We work with data form an event occured in Acre in 2024,

|EventID | Time | Lat | Long | Depth(km) | Mww | Location |
| :- | :-: | :- | :- | :-: | :-: | :- |
|11793085|2024-01-20T21:31|-7.2879|-71.464|607|6.6|WESTERN BRAZIL|

As recorded at station IU HKT, distant $44^{\circ}$ from the event. We have two options:

- **Read** the data locally $\Longrightarrow$ skip next code, or

- **Retrive** the data from client **IRIS** $\Longrightarrow$ run next code skipping the next one.

In [None]:
"""
=========== ONLY RUN THIS CODE TO RETRIEVE THE DATA FROM IRIS. SKIP THE NEXT CODE =========== 
"""
# Specify event's start and end times
starttime = UTCDateTime("2024-01-20T21:37:19.019539Z") - 60
endtime = UTCDateTime("2024-01-20T21:58:18.994539Z")
print(starttime, endtime)

# Use wildcards to select all three HH* channels
net = "IU"
sta = "HKT"
loc = "00"
chan = "HH*"

# Specify client. Opt:from obspy.clients.earthworm import Client
# Get waveforms with instrument response into a stream
# List of ObsPy clients: clients = ["IRIS", "NCEDC", "USGS", "GEONET", "RESIF", "INGV", "BGR", "ODC", "SCEDC"]
try:
  client = Client("IRIS")
  st = client.get_waveforms(net, sta, loc, chan, starttime, endtime, attach_response = True)
except FDSNException:
  print(f"Chosen client is not working.")
  from obspy.clients.earthworm import Client
  client = Client("ETH")
  st = client.get_waveforms(net, sta, loc, chan, starttime, endtime, attach_response = True)
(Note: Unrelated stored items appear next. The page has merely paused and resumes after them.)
//! Runtime backend dispatch.
//!
//! Every numerically heavy kernel family (FFT, PCM quantization, beat
//! statistics) ships a portable reference implementation and an optional
//! accelerated module behind one trait. The accelerated module is loaded once,
//! on first use or on [`BackendRegistry::preload`]; if loading fails for any
//! reason the family stays on the reference path for the registry's lifetime.
//! Callers never see the difference except through [`BackendRegistry::report`].
//!
//! ```text
//!   NoiseReducer / BeatDetector / encode_wav
//!                    │
//!                    ▼
//!            BackendRegistry
//!   ┌──────────────┬──────────────┬──────────────┐
//!   │ FftDispatcher│ PcmDispatcher│ BeatDispatcher│
//!   └──────┬───────┴──────┬───────┴──────┬───────┘
//!     accelerated slot (lazy, once)  ──or──  reference
//! ```

pub mod beat;
pub mod fft;
pub mod pcm;
pub mod slot;

use std::fmt;
use std::sync::Arc;
use std::thread::JoinHandle;

use serde::Deserialize;

pub use beat::{BeatKernel, ParallelBeatKernel, ReferenceBeatKernel};
pub use fft::{FftDispatcher, FftKernel, PlannedFftModule};
pub use pcm::{BitDepth, ChunkedPcmKernel, PcmKernel, ReferencePcmKernel};
pub use slot::{BackendSlot, BackendStatus, LoadError};

/// Environment override; `reference` forces every family onto its
/// reference implementation.
pub const BACKEND_ENV: &str = "SPECTRAL_ENGINE_BACKEND";

#[derive(Debug, Clone, Deserialize)]
pub struct BackendConfig {
    #[serde(default = "default_accelerated")]
    pub accelerated: bool,
}

impl Default for BackendConfig {
    fn default() -> Self {
        Self {
            accelerated: default_accelerated(),
        }
    }
}

fn default_accelerated() -> bool {
    true
}

pub(crate) fn accelerated_allowed(config: &BackendConfig) -> Result<(), LoadError> {
    if !config.accelerated {
        return Err(LoadError::Disabled("disabled in configuration".into()));
    }
    match std::env::var(BACKEND_ENV) {
        Ok(value) if value.eq_ignore_ascii_case("reference") => Err(LoadError::Disabled(format!(
            "{}={}",
            BACKEND_ENV, value
        ))),
        _ => Ok(()),
    }
}

/// Dispatcher for a stateless kernel family: the accelerated kernel if its
/// slot loaded, otherwise the reference kernel.
pub struct KernelDispatcher<K: ?Sized> {
    accelerated: BackendSlot<K>,
    reference: Arc<K>,
}

impl<K: ?Sized + Send + Sync> KernelDispatcher<K> {
    pub fn new(accelerated: BackendSlot<K>, reference: Arc<K>) -> Self {
        Self {
            accelerated,
            reference,
        }
    }

    pub fn kernel(&self) -> Arc<K> {
        self.accelerated
            .get()
            .unwrap_or_else(|| Arc::clone(&self.reference))
    }

    pub fn reference(&self) -> Arc<K> {
        Arc::clone(&self.reference)
    }

    pub fn preload(&self) {
        self.accelerated.get();
    }

    pub fn status(&self) -> BackendStatus {
        self.accelerated.status()
    }
}

pub type PcmDispatcher = KernelDispatcher<dyn PcmKernel>;
pub type BeatDispatcher = KernelDispatcher<dyn BeatKernel>;

/// Status of every kernel family at one point in time.
#[derive(Debug, Clone, Copy, PartialEq, Eq)]
pub struct BackendReport {
    pub fft: BackendStatus,
    pub pcm: BackendStatus,
    pub beat: BackendStatus,
}

impl fmt::Display for BackendReport {
    fn fmt(&self, f: &mut fmt::Formatter<'_>) -> fmt::Result {
        writeln!(f, "  {:<6} {}", "fft", self.fft)?;
        writeln!(f, "  {:<6} {}", "pcm", self.pcm)?;
        write!(f, "  {:<6} {}", "beat", self.beat)
    }
}

/// Owns one dispatcher per kernel family. Construct it once at startup and
/// share it (usually behind an `Arc`) with every consumer.
pub struct BackendRegistry {
    fft: FftDispatcher,
    pcm: PcmDispatcher,
    beat: BeatDispatcher,
}

impl BackendRegistry {
    pub fn new(config: &BackendConfig) -> Self {
        let fft = FftDispatcher::from_config(config);

        let pcm_config = config.clone();
        let pcm = PcmDispatcher::new(
            BackendSlot::new("pcm", move || pcm::load_chunked_kernel(&pcm_config)),
            Arc::new(ReferencePcmKernel),
        );

        let beat_config = config.clone();
        let beat = BeatDispatcher::new(
            BackendSlot::new("beat", move || beat::load_parallel_kernel(&beat_config)),
            Arc::new(ReferenceBeatKernel),
        );

        Self { fft, pcm, beat }
    }

    /// Registry pinned to the reference implementations.
    pub fn reference_only() -> Self {
        Self::from_parts(
            FftDispatcher::new(BackendSlot::disabled("fft", "reference-only registry")),
            PcmDispatcher::new(
                BackendSlot::disabled("pcm", "reference-only registry"),
                Arc::new(ReferencePcmKernel),
            ),
            BeatDispatcher::new(
                BackendSlot::disabled("beat", "reference-only registry"),
                Arc::new(ReferenceBeatKernel),
            ),
        )
    }

    pub fn from_parts(fft: FftDispatcher, pcm: PcmDispatcher, beat: BeatDispatcher) -> Self {
        Self { fft, pcm, beat }
    }

    pub fn fft(&self) -> &FftDispatcher {
        &self.fft
    }

    pub fn pcm(&self) -> &PcmDispatcher {
        &self.pcm
    }

    pub fn beat(&self) -> &BeatDispatcher {
        &self.beat
    }

    /// Load every accelerated module now instead of on first use.
    pub fn preload(&self) {
        self.fft.preload();
        self.pcm.preload();
        self.beat.preload();
    }

    /// Same as [`preload`](Self::preload) on a background thread. Callers
    /// that need a kernel before it finishes block on the in-flight load.
    pub fn preload_in_background(self: &Arc<Self>) -> JoinHandle<()> {
        let registry = Arc::clone(self);
        std::thread::spawn(move || registry.preload())
    }

    pub fn report(&self) -> BackendReport {
        BackendReport {
            fft: self.fft.status(),
            pcm: self.pcm.status(),
            beat: self.beat.status(),
        }
    }
}

impl Default for BackendRegistry {
    fn default() -> Self {
        Self::new(&BackendConfig::default())
    }
}

#[cfg(test)]
mod tests {
    use super::*;

    #[test]
    fn reference_only_registry_reports_unavailable_after_preload() {
        let registry = BackendRegistry::reference_only();
        assert_eq!(registry.report().fft, BackendStatus::Uninitialized);

        registry.preload();
        let report = registry.report();
        assert_eq!(report.fft, BackendStatus::Unavailable);
        assert_eq!(report.pcm, BackendStatus::Unavailable);
        assert_eq!(report.beat, BackendStatus::Unavailable);

        assert_eq!(registry.pcm().kernel().name(), "reference");
        assert!(registry.fft().kernel(256).is_ok());
    }

    #[test]
    fn disabled_config_keeps_reference_path() {
        let registry = BackendRegistry::new(&BackendConfig { accelerated: false });
        assert_eq!(registry.beat().kernel().name(), "reference");
        assert_eq!(registry.report().beat, BackendStatus::Unavailable);
    }

    #[test]
    fn background_preload_settles_every_family() {
        let registry = Arc::new(BackendRegistry::default());
        registry.preload_in_background().join().unwrap();

        let report = registry.report();
        for status in [report.fft, report.pcm, report.beat] {
            assert!(matches!(status, BackendStatus::Ready | BackendStatus::Unavailable));
        }
    }
}
pub mod profile;
pub mod reducer;
pub mod segments;

pub use profile::{bin_frequencies, learn_noise_profile, NoiseProfile};
pub use reducer::{NoiseReducer, NoiseReductionConfig, SpectralGate};
pub use segments::{detect_noise_segments, longest_noise_segment, NoiseSegment, SegmentDetectorConfig};
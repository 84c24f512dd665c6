//! Spectral transform on its own thread.
//!
//! Sample vectors travel to the worker by move inside a [`SpectrumRequest`]
//! and come back, cleared, in [`SpectrumResponse::recycled`] so the sender
//! can refill them without allocating.
use std::collections::VecDeque;
use std::thread::{self, JoinHandle};
use std::time::Duration;
use crossbeam_channel::{bounded, Receiver, RecvTimeoutError, Sender, TrySendError};
use log::{debug, info, warn};
use crate::stream::error::StreamError;
use crate::stream::fft::SpectrumBuilder;
use crate::stream::spectrum::SpectrumEntry;
#[derive(Debug)]
pub struct SpectrumRequest {
    pub batch_id: u64,
    /// `samples[ch]` holds this batch's samples for channel `ch`.
    pub samples: Vec<Vec<f32>>,
}
#[derive(Debug)]
pub struct SpectrumResponse {
    pub batch_id: u64,
    /// Empty until every channel has a full FFT window.
    pub entries: Vec<SpectrumEntry>,
    pub recycled: Vec<Vec<f32>>,
}
#[derive(Clone, Copy, Debug, Default, PartialEq, Eq)]
pub struct WorkerStats {
    pub requests: u64,
    pub spectra: u64,
}
#[derive(Clone, Copy, Debug)]
pub struct WorkerSettings {
    pub channels: usize,
    pub sample_rate: f64,
    pub fft_size: usize,
    pub min_hz: u32,
    pub max_hz: u32,
    /// Requests allowed in flight before `submit` starts dropping.
    pub queue_depth: usize,
}
pub struct SpectrumWorker {
    requests: Option<Sender<SpectrumRequest>>,
    responses: Option<Receiver<SpectrumResponse>>,
    handle: Option<JoinHandle<WorkerStats>>,
}
impl SpectrumWorker {
    pub fn spawn(settings: WorkerSettings) -> Result<Self, StreamError> {
        if !(settings.sample_rate > 0.0) {
            return Err(StreamError::InvalidSampleRate);
        }
        let depth = settings.queue_depth.max(1);
        let (request_tx, request_rx) = bounded::<SpectrumRequest>(depth);
        let (response_tx, response_rx) = bounded::<SpectrumResponse>(depth);
        let handle = thread::Builder::new()
            .name("spectrum-worker".into())
            .spawn(move || run(settings, request_rx, response_tx))?;
        Ok(Self {
            requests: Some(request_tx),
            responses: Some(response_rx),
            handle: Some(handle),
        })
    }
    /// Queues a batch. `Ok(false)` means the worker is behind and the batch
    /// was dropped; its buffers are lost with it.
    pub fn submit(&self, batch_id: u64, samples: Vec<Vec<f32>>) -> Result<bool, StreamError> {
        let sender = self.requests.as_ref().ok_or(StreamError::WorkerDisconnected)?;
        match sender.try_send(SpectrumRequest { batch_id, samples }) {
            Ok(()) => Ok(true),
            Err(TrySendError::Full(_)) => {
                debug!("spectrum worker busy; batch {batch_id} skipped");
                Ok(false)
            }
            Err(TrySendError::Disconnected(_)) => Err(StreamError::WorkerDisconnected),
        }
    }
    pub fn try_recv(&self) -> Option<SpectrumResponse> {
        self.responses.as_ref()?.try_recv().ok()
    }
    pub fn recv_timeout(&self, timeout: Duration) -> Result<Option<SpectrumResponse>, StreamError> {
        let responses = self.responses.as_ref().ok_or(StreamError::WorkerDisconnected)?;
        match responses.recv_timeout(timeout) {
            Ok(response) => Ok(Some(response)),
            Err(RecvTimeoutError::Timeout) => Ok(None),
            Err(RecvTimeoutError::Disconnected) => Err(StreamError::WorkerDisconnected),
        }
    }
    /// Closes both channels and waits for the thread. Responses not yet
    /// received are discarded.
    pub fn shutdown(mut self) -> WorkerStats {
        self.stop()
    }
    fn stop(&mut self) -> WorkerStats {
        self.requests.take();
        // A worker blocked on a full response queue sees the disconnect and exits.
        self.responses.take();
        match self.handle.take().map(JoinHandle::join) {
            Some(Ok(stats)) => stats,
            Some(Err(_)) => {
                warn!("spectrum worker panicked");
                WorkerStats::default()
            }
            None => WorkerStats::default(),
        }
    }
}
impl Drop for SpectrumWorker {
    fn drop(&mut self) {
        if self.handle.is_some() {
            self.stop();
        }
    }
}
fn run(
    settings: WorkerSettings,
    requests: Receiver<SpectrumRequest>,
    responses: Sender<SpectrumResponse>,
) -> WorkerStats {
    info!(
        "spectrum worker started: {} channels, fft {} @ {} Hz, {}-{} Hz",
        settings.channels, settings.fft_size, settings.sample_rate, settings.min_hz, settings.max_hz
    );
    let mut builder = SpectrumBuilder::new(
        settings.fft_size,
        settings.sample_rate,
        settings.min_hz,
        settings.max_hz,
    );
    let fft_size = builder.fft_size();
    let mut windows: Vec<VecDeque<f32>> = (0..settings.channels)
        .map(|_| VecDeque::with_capacity(fft_size + 1))
        .collect();
    let mut stats = WorkerStats::default();
    for SpectrumRequest {
        batch_id,
        mut samples,
    } in requests.iter()
    {
        stats.requests += 1;
        for (window, lane) in windows.iter_mut().zip(&samples) {
            for &value in lane {
                window.push_back(value);
                if window.len() > fft_size {
                    window.pop_front();
                }
            }
        }
        let warm = !windows.is_empty() && windows.iter().all(|w| w.len() >= fft_size);
        let entries = if warm {
            stats.spectra += 1;
            windows
                .iter_mut()
                .enumerate()
                .map(|(ch, window)| builder.entry(ch as u32, window.make_contiguous(), Some(batch_id)))
                .collect()
        } else {
            Vec::new()
        };
        for lane in &mut samples {
            lane.clear();
        }
        let response = SpectrumResponse {
            batch_id,
            entries,
            recycled: samples,
        };
        if responses.send(response).is_err() {
            debug!("spectrum worker: response receiver dropped");
            break;
        }
    }
    info!(
        "spectrum worker stopped: {} requests, {} spectra",
        stats.requests, stats.spectra
    );
    stats
}
// src/stream/mod.rs
// 声明同级目录下的子模块文件
pub mod buffer;
pub mod error;
pub mod fft;
pub mod frame;
pub mod monitor;
pub mod pipeline;
pub mod plot;
pub mod source;
pub mod spectrum;
pub mod spectrum_view;
pub mod sync;
pub mod wavefront;
pub mod worker;
// 公开导出这些模块里的结构体，方便外部调用
pub use buffer::{ChannelRingBuffer, WindowView};
pub use error::{DecodeError, StreamError, ValidationError};
pub use fft::SpectrumBuilder;
pub use frame::{
    decode_frame, decode_frame_partial, decode_header, encode_frame, extract_channel,
    validate_frame, Frame, FrameHeader, FrameValidation, OwnedFrame, SampleView,
};
pub use monitor::{FramePacer, PerformanceMonitor, PerformanceSnapshot};
pub use pipeline::{BatchOutcome, StreamPipeline};
pub use plot::{render_spectrum_png, render_waveform_png, PlotStyle};
pub use source::{FrameSource, ManualSource, SyntheticSource};
pub use spectrum::SpectrumEntry;
pub use spectrum_view::SpectrumRenderState;
pub use sync::{FrameSynchronizer, SyncedFrame};
pub use wavefront::{line_color, ChannelSelection, RenderPhase, Rgb, WavefrontRenderState};
pub use worker::{SpectrumWorker, WorkerSettings, WorkerStats};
# Remove the instrument response in all the 3 components/traces.
st.remove_response(output = 'VEL')

In [11]:
"""
=========== ONLY RUN THIS CODE TO READ THE DATA LOCALLY ===========
"""
# Read the data into a stream object
st = read('wb11793085r.msd')


In [40]:
# Print stream information and plot the z-component
print(f"Stream of Acre event at station IU HKT:\n {st}")
print(f"Characteristis for the Z-component:\n {st[-1].stats}")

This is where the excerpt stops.